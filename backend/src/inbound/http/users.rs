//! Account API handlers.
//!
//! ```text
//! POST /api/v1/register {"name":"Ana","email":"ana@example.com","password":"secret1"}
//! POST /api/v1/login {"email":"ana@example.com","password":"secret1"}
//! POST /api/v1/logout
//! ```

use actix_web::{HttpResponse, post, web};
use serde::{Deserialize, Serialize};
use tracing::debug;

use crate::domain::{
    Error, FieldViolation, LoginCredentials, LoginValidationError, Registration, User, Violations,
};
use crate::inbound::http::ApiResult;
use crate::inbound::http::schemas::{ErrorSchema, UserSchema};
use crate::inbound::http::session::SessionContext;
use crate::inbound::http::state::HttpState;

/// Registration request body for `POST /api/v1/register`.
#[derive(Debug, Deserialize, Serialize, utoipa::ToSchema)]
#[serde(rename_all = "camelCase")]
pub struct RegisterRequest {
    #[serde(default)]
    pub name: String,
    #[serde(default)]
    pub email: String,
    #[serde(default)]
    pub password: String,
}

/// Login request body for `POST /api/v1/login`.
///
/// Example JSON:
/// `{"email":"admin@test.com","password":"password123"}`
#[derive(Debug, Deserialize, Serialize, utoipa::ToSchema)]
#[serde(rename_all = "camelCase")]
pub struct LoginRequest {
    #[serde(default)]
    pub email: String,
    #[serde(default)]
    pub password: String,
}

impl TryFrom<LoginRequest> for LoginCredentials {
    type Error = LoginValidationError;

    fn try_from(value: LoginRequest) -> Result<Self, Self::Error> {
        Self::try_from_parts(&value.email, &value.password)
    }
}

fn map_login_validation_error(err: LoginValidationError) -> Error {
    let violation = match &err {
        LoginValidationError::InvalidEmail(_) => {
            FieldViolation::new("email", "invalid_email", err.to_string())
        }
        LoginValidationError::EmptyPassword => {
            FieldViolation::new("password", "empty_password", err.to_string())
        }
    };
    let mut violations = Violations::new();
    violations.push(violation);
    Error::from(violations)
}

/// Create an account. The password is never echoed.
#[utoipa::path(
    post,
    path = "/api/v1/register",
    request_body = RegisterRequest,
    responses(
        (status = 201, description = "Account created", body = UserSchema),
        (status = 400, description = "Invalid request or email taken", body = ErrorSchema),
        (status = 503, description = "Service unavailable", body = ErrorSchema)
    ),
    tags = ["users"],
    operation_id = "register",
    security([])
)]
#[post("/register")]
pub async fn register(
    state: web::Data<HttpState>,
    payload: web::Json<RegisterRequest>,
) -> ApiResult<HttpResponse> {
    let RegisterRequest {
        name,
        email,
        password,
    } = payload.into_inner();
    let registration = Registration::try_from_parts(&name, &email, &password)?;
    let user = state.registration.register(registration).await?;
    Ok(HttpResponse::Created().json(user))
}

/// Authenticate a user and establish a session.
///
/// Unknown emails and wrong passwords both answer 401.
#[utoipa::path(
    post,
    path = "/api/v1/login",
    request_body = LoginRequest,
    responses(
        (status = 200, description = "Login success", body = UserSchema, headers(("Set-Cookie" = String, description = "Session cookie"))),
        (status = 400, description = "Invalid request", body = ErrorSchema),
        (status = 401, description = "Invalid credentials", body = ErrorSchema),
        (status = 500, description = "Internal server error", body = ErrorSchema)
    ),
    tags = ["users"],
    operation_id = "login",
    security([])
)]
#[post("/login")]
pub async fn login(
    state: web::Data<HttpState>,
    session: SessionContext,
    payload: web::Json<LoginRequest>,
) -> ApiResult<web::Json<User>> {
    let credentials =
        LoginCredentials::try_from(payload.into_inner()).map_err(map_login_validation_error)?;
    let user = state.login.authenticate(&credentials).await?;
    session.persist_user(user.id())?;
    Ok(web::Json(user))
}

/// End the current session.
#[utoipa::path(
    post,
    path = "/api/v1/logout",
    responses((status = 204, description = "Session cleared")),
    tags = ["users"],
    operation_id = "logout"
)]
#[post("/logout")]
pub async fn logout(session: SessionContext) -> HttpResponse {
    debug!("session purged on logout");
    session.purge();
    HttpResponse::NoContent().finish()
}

--

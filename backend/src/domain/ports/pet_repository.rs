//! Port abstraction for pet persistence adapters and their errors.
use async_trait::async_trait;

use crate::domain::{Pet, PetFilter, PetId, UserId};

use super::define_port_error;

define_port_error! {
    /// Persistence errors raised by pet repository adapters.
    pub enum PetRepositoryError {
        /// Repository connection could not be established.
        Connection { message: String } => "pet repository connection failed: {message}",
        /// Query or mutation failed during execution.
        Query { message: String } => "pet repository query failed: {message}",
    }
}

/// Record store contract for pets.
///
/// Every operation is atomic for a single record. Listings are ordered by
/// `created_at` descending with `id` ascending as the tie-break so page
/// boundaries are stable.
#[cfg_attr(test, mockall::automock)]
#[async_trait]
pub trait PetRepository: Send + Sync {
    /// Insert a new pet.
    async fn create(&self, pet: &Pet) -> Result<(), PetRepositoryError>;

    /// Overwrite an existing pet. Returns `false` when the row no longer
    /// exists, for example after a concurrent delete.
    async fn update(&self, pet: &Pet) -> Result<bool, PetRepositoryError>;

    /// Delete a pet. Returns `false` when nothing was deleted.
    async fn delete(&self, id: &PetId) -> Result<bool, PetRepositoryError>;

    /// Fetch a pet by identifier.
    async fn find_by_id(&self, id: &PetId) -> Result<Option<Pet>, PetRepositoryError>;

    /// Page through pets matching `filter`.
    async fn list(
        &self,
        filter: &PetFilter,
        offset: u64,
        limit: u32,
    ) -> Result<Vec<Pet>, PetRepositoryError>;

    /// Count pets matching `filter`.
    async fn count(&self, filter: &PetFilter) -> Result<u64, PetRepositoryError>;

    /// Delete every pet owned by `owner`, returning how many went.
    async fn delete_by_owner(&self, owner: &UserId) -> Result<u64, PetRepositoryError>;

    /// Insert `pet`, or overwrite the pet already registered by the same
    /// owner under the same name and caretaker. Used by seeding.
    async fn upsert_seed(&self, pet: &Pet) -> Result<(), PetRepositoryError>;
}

[EXERCISE REQUIREMENTS] Using the records, report how many lines contain the word "bool", adding no other text.

[ANSWER SECTION] 2